╭─ EXTRACTED DATA

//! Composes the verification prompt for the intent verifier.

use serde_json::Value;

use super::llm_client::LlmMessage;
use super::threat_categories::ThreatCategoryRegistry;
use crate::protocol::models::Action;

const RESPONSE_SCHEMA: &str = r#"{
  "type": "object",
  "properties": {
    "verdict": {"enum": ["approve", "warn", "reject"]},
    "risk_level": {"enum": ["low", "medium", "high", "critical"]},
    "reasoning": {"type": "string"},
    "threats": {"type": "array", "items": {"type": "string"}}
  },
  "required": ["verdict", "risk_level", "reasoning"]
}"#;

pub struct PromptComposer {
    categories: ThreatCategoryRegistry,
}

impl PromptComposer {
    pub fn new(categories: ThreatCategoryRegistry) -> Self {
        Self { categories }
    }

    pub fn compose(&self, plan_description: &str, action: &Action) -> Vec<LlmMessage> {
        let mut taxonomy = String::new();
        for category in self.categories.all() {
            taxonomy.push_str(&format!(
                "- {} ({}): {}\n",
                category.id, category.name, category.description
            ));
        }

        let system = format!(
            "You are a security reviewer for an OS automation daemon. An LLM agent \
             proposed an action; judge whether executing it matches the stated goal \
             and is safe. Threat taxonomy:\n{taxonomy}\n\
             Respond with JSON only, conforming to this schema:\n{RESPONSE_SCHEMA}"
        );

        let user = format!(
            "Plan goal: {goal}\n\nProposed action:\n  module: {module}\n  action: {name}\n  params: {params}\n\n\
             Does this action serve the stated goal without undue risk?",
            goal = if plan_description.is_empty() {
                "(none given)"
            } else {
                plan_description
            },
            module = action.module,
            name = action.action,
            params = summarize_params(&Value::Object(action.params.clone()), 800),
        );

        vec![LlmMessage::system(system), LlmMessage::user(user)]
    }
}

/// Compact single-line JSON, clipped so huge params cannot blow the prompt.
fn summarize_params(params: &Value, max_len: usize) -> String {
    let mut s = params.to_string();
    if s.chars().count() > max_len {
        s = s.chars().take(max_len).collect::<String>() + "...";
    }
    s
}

╰─
╭─ EXTRACTED DATA

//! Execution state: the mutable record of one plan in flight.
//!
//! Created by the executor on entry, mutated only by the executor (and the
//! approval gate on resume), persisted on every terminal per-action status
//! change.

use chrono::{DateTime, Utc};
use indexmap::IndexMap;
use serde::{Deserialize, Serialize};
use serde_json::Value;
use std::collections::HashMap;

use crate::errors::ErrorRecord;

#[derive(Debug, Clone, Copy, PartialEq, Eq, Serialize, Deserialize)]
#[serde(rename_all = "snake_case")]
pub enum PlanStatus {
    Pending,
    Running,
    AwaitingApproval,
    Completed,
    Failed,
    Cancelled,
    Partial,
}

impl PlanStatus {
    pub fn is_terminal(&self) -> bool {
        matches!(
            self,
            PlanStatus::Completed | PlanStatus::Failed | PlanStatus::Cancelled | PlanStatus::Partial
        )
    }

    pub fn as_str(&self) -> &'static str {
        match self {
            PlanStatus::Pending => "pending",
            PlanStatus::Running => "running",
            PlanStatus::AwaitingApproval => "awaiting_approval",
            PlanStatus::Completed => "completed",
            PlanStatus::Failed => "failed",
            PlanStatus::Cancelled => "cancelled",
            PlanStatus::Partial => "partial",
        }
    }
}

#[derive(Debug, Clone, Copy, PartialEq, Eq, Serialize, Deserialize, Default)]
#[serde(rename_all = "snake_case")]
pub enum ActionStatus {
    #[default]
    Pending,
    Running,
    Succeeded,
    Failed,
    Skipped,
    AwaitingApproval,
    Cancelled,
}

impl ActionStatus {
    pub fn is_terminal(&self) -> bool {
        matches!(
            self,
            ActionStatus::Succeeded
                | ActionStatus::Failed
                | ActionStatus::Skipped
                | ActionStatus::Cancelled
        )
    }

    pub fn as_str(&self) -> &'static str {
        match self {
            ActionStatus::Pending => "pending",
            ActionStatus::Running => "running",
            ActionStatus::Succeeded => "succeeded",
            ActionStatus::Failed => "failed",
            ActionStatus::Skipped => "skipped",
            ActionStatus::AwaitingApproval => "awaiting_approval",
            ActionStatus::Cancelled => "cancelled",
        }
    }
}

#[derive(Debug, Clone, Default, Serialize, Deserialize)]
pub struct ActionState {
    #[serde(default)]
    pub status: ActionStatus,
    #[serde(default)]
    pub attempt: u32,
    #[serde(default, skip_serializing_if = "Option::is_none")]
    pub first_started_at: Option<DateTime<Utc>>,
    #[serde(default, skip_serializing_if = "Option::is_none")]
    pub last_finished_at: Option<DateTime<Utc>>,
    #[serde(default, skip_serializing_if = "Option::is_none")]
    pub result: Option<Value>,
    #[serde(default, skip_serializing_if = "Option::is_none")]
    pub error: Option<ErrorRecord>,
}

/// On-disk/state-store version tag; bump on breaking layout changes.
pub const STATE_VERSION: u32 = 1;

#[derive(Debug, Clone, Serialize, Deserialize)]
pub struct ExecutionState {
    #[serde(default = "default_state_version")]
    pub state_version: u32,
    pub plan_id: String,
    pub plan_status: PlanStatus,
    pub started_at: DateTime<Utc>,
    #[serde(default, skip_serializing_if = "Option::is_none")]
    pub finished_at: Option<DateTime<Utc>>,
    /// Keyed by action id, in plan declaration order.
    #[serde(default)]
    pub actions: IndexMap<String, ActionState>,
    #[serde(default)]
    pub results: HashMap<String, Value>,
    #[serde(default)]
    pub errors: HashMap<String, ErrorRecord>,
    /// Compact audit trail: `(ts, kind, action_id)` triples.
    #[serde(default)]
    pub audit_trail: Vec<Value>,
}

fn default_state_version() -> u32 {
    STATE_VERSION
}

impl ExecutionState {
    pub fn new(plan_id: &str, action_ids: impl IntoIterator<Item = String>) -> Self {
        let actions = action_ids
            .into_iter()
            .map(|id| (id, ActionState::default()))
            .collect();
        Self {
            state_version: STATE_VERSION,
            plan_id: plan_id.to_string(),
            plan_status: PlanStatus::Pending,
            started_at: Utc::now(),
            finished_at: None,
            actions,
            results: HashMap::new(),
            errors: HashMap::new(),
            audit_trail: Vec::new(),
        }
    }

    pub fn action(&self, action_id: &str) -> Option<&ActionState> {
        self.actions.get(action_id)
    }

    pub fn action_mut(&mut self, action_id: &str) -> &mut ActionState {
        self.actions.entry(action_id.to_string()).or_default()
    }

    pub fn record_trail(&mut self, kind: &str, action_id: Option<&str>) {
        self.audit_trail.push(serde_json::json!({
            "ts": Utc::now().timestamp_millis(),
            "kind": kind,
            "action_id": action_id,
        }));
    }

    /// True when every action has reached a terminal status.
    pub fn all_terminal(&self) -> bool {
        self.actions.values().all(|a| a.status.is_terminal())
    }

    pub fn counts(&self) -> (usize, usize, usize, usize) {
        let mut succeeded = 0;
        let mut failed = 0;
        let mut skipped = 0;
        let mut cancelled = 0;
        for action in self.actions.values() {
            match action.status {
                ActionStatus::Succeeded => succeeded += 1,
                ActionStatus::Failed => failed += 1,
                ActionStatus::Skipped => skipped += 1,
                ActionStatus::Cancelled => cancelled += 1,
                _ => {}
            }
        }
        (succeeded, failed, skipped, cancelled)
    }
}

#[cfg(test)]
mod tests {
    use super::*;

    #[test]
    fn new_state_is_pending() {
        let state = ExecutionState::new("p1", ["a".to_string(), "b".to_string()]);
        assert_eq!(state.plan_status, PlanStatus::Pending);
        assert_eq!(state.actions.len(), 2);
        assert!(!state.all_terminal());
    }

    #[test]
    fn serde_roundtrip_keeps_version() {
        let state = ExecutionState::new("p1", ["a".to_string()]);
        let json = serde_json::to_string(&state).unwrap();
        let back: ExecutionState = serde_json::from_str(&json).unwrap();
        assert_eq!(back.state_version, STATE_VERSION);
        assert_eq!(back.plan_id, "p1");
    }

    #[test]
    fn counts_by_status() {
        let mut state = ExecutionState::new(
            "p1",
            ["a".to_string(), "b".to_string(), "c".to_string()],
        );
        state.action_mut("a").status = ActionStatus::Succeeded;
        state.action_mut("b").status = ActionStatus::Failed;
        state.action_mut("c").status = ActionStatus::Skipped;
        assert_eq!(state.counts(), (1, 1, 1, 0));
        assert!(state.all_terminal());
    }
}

╰─
╭─ EXTRACTED DATA

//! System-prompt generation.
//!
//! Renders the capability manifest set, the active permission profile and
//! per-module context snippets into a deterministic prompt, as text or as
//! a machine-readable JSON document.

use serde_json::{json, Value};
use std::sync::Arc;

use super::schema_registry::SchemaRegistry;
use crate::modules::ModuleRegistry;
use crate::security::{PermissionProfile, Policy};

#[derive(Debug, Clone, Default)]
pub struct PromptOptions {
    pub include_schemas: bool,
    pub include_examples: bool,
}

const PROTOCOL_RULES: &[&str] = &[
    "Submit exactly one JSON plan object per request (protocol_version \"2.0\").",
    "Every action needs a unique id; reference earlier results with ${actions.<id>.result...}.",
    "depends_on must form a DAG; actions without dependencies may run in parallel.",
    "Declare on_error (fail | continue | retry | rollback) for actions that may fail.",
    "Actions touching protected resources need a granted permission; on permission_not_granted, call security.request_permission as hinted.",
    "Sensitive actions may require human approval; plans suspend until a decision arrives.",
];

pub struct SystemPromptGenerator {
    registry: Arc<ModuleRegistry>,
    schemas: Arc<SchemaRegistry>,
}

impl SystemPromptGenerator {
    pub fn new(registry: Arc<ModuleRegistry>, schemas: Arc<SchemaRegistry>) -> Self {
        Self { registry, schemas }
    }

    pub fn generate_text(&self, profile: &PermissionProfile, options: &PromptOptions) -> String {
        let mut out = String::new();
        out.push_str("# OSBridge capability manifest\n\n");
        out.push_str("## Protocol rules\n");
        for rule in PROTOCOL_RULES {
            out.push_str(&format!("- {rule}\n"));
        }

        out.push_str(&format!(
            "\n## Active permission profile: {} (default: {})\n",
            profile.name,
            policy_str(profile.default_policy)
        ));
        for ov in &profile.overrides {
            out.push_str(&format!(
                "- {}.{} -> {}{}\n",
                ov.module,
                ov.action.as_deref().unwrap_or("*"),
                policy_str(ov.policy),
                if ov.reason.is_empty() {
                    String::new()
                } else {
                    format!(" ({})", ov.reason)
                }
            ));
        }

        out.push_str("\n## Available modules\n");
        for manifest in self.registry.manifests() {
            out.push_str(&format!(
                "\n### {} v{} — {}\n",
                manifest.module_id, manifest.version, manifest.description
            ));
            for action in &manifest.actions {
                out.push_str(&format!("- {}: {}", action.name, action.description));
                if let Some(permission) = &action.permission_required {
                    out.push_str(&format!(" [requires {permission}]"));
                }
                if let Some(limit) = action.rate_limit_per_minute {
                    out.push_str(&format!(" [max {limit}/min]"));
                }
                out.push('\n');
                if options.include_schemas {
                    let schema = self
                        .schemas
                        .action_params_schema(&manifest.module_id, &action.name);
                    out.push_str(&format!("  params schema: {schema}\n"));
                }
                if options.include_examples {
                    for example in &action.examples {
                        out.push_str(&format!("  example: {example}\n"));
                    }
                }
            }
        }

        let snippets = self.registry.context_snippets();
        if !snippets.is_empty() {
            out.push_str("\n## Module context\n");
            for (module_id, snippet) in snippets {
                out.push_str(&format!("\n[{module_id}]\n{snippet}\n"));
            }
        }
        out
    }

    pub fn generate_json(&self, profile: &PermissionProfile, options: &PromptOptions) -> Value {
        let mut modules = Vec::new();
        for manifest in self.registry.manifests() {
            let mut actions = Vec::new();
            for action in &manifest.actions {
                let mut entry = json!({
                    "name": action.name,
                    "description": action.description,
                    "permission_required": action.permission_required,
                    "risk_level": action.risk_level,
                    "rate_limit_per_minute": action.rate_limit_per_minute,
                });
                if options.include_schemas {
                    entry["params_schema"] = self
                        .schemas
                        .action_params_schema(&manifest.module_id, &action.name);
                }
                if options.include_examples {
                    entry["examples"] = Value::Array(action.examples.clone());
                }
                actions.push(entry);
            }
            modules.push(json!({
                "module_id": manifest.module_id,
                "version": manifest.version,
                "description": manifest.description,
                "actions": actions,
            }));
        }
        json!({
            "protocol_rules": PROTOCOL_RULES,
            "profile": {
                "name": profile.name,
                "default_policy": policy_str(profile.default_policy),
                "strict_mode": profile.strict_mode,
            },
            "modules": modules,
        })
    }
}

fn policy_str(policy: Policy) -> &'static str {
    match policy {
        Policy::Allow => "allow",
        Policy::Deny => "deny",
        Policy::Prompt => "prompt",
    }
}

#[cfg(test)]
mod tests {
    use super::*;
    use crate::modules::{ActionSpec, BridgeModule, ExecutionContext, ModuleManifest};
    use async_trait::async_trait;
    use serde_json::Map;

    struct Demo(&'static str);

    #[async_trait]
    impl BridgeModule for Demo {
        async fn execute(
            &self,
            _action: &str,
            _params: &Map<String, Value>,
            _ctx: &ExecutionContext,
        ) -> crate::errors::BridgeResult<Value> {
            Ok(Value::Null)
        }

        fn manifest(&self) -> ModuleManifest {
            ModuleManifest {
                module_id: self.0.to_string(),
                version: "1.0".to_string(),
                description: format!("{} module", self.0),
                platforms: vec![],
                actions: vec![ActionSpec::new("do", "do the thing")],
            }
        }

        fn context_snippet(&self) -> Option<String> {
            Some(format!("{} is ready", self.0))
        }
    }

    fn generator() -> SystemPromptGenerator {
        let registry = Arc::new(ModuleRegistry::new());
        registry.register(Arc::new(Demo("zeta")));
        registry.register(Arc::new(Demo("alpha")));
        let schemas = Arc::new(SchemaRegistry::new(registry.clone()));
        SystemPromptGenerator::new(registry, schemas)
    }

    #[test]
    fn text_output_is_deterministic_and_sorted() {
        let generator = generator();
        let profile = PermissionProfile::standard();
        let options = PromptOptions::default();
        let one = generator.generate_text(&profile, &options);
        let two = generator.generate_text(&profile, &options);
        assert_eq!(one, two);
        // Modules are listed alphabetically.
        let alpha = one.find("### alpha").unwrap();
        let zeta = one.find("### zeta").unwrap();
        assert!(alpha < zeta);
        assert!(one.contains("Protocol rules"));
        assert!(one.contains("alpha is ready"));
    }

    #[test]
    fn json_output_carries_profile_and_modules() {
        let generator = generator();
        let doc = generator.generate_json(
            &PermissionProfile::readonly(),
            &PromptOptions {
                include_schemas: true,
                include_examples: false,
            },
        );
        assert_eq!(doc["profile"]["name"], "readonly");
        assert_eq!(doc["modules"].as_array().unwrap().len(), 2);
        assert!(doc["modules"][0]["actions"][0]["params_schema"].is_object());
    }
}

╰─

WORK TASK =
In the listing above, find each line where "capability" occurs and copy it.

WRITTEN REPLY =
//! Renders the capability manifest set, the active permission profile and
        out.push_str("# OSBridge capability manifest\n\n");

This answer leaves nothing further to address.